Namun setelah itu, mereka melewati area persawahan lalu perumahan. Penduduk disini sangatlah aktif. Dari mereka sampai tadi, Gesa sudah melihat banyak orang berlalu-lalang membawa cangkul atau sesuatu dipunggung mereka yang jika dilihat seperti wadah nasi yang terbuat dari anyaman kayu.
Saat sampai disebuah rumah yang tidak terlalu besar maupun kecil. Mereka disambut dengan hangat oleh sang pemilik rumah itu.
"Capek ya pasti? Fano, tolong anterin Gesa kekamarnya ya nak" ucap Liliana kepada anaknya.
Yang dipanggil Fano pun tersenyum lalu ikut membantu Gesa dengan membawa dua koper gadis itu menuju kamarnya.
Rumah ini, hanya rumah biasa, tidak ada lantai dua namun halamannya cukup luas dengan diisi berbagai macam bunga.
Para orang tua berbincang-bincang diruang tamu sedangkan yang muda, masih melihat-lihat isi rumah ini.
"Ini kamarmu, agak berantakan ya? Maaf"
"Ah tidak apa-apa emm... Om.."
"Eh.. panggil aku kak Fano atau abang juga tidak apa-apa, aku tidak setua itu Gesa" ucapnya dengan senyuman.
Gesa merasa canggung. Ia bingung di awal haris memangil pria ini apa. Pasalnya, ia adalah anak dari sadari neneknya, jadi tidak salah juga ia memangilnya om bukan?.
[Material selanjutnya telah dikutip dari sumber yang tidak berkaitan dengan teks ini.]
//! Template fixtures on the real filesystem
//!
//! Filesystem mtime granularity varies by platform, so tests never rely on
//! the clock advancing between two writes. Modification times are set
//! explicitly instead.

use std::fs::File;
use std::path::{Path, PathBuf};
use std::time::{Duration, SystemTime};

/// Write `content` to `<dir>/<name>`, creating parent directories
///
/// # Panics
///
/// Panics if the file cannot be written.
pub fn write_template(dir: &Path, name: &str, content: &str) -> PathBuf {
    let path = dir.join(name);
    if let Some(parent) = path.parent() {
        std::fs::create_dir_all(parent).expect("Failed to create template directory");
    }
    std::fs::write(&path, content).expect("Failed to write template");
    path
}

/// Set the modification time of `path`
///
/// # Panics
///
/// Panics if the file cannot be opened or its mtime cannot be changed.
pub fn set_modified(path: &Path, modified: SystemTime) {
    let file = File::options()
        .write(true)
        .open(path)
        .expect("Failed to open template for mtime update");
    file.set_modified(modified)
        .expect("Failed to set template modification time");
}

fn modified(path: &Path) -> SystemTime {
    std::fs::metadata(path)
        .and_then(|meta| meta.modified())
        .expect("Failed to read template modification time")
}

/// Replace the content of `path` while keeping its modification time
pub fn rewrite_preserving_mtime(path: &Path, content: &str) {
    let before = modified(path);
    std::fs::write(path, content).expect("Failed to rewrite template");
    set_modified(path, before);
}

/// Move the modification time of `path` forward by `by`
///
/// Returns the new modification time.
pub fn bump_mtime(path: &Path, by: Duration) -> SystemTime {
    let next = modified(path) + by;
    set_modified(path, next);
    next
}
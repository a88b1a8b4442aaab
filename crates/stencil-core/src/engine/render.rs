//! Renderer and include resolver
//!
//! A single invocation resolves a name to its Template Identity, brings the
//! cache up to date under that path's lock, builds a fresh context and runs
//! the unit under the configured timeout. Nested `include(...)` and
//! `import_vars(...)` calls re-enter here with their own invocation.

use crate::engine::context::{build_context, Session};
use crate::engine::exec::dispatch;
use crate::engine::normalize::normalize;
use crate::engine::options::ViewSettings;
use crate::engine::Engine;
use crate::error::{RenderError, Result};
use crate::template::Map;
use futures_util::future::BoxFuture;
use futures_util::FutureExt;

/// One render request, top-level or nested
#[derive(Debug)]
pub(crate) struct Invocation {
    pub(crate) name: String,
    pub(crate) locals: Map,
    pub(crate) settings: Option<ViewSettings>,
    /// `Some` when the caller wants the template's exported variables
    pub(crate) exports: Option<Map>,
}

/// Render an invocation, returning its output and, for export targets, the
/// export bag it filled
pub(crate) fn render_invocation(
    engine: Engine,
    invocation: Invocation,
) -> BoxFuture<'static, Result<(String, Option<Map>)>> {
    async move {
        let Invocation {
            name,
            locals,
            settings,
            exports,
        } = invocation;

        let path = engine.resolve_with(&name, settings.as_ref())?;
        let unit = engine
            .inner
            .locks
            .with_lock(&path, engine.inner.cache.ensure_compiled(&path))
            .await?;

        let mut ctx = build_context(&engine, &path, locals, settings, Session::new(exports));
        let timeout = engine.inner.config.timeout();

        let rendered = match tokio::time::timeout(timeout, dispatch(&unit, &mut ctx)).await {
            Ok(rendered) => rendered,
            Err(_) => {
                tracing::debug!(path = %path.display(), ?timeout, "render timed out");
                Err(RenderError::Timeout {
                    path: path.clone(),
                    timeout,
                })
            }
        };

        match rendered {
            Ok(text) => Ok((text, ctx.session.into_exports())),
            Err(error) => Err(normalize(error)),
        }
    }
    .boxed()
}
"Panggil aku ya kalo butuh sesuatu" ucapnya, kemudian pergi keluar, tidak lupa juga menutup pintu kamar Gesa.
Gesa menganggukinnya. Selepas pria itu pergi ia melihat-lihat isi kamarnya.
Kamar yang sangat pas untuk diisi satu orang. Kasur dengan ranjang yang nyaman dan hanya muat untuk satu orang saja, ada jendela juga diatas kasur itu yang tertutup oleh gorden putih. Meja disamping kasur beserta kursinya dan juga sebuah lemari kayu yang kelihatannya masih baru. Dan kalau diperjelas lagi, semua barang disini masih baru, apa mereka menyiapkan ini demi dirinya. Oh tidak, Gesa sudah merepotkan sang pemilik rumah ini.
Ia buru-buru keluar kamar yang langsung tertuju pada ruang tamu. Ia duduk disebelah neneknya. Ia ingin mengatakan terimakasih namun mereka masih berbincang, dan kalau dipotong itu sangat tidak sopan.
"Kenapa tidak istirahat dikamar saja nak?" Tanya Liliana lembut. Ia melihat raut gadis itu yang ragu-ragu, bibirnya terus bergerak seperti ingin mengatakan sesuatu.
Liliana berpindah duduk, disamping gadis itu. Ia mengenggam tangan Gesa lembut "kenapa?" Tanyanya.
"Emm... Terimakasih untuk kamarnya... Bi-"
"Panggil bunda saja Gesa, aku lebih tua lima tahun dari ayahmu" potongnya.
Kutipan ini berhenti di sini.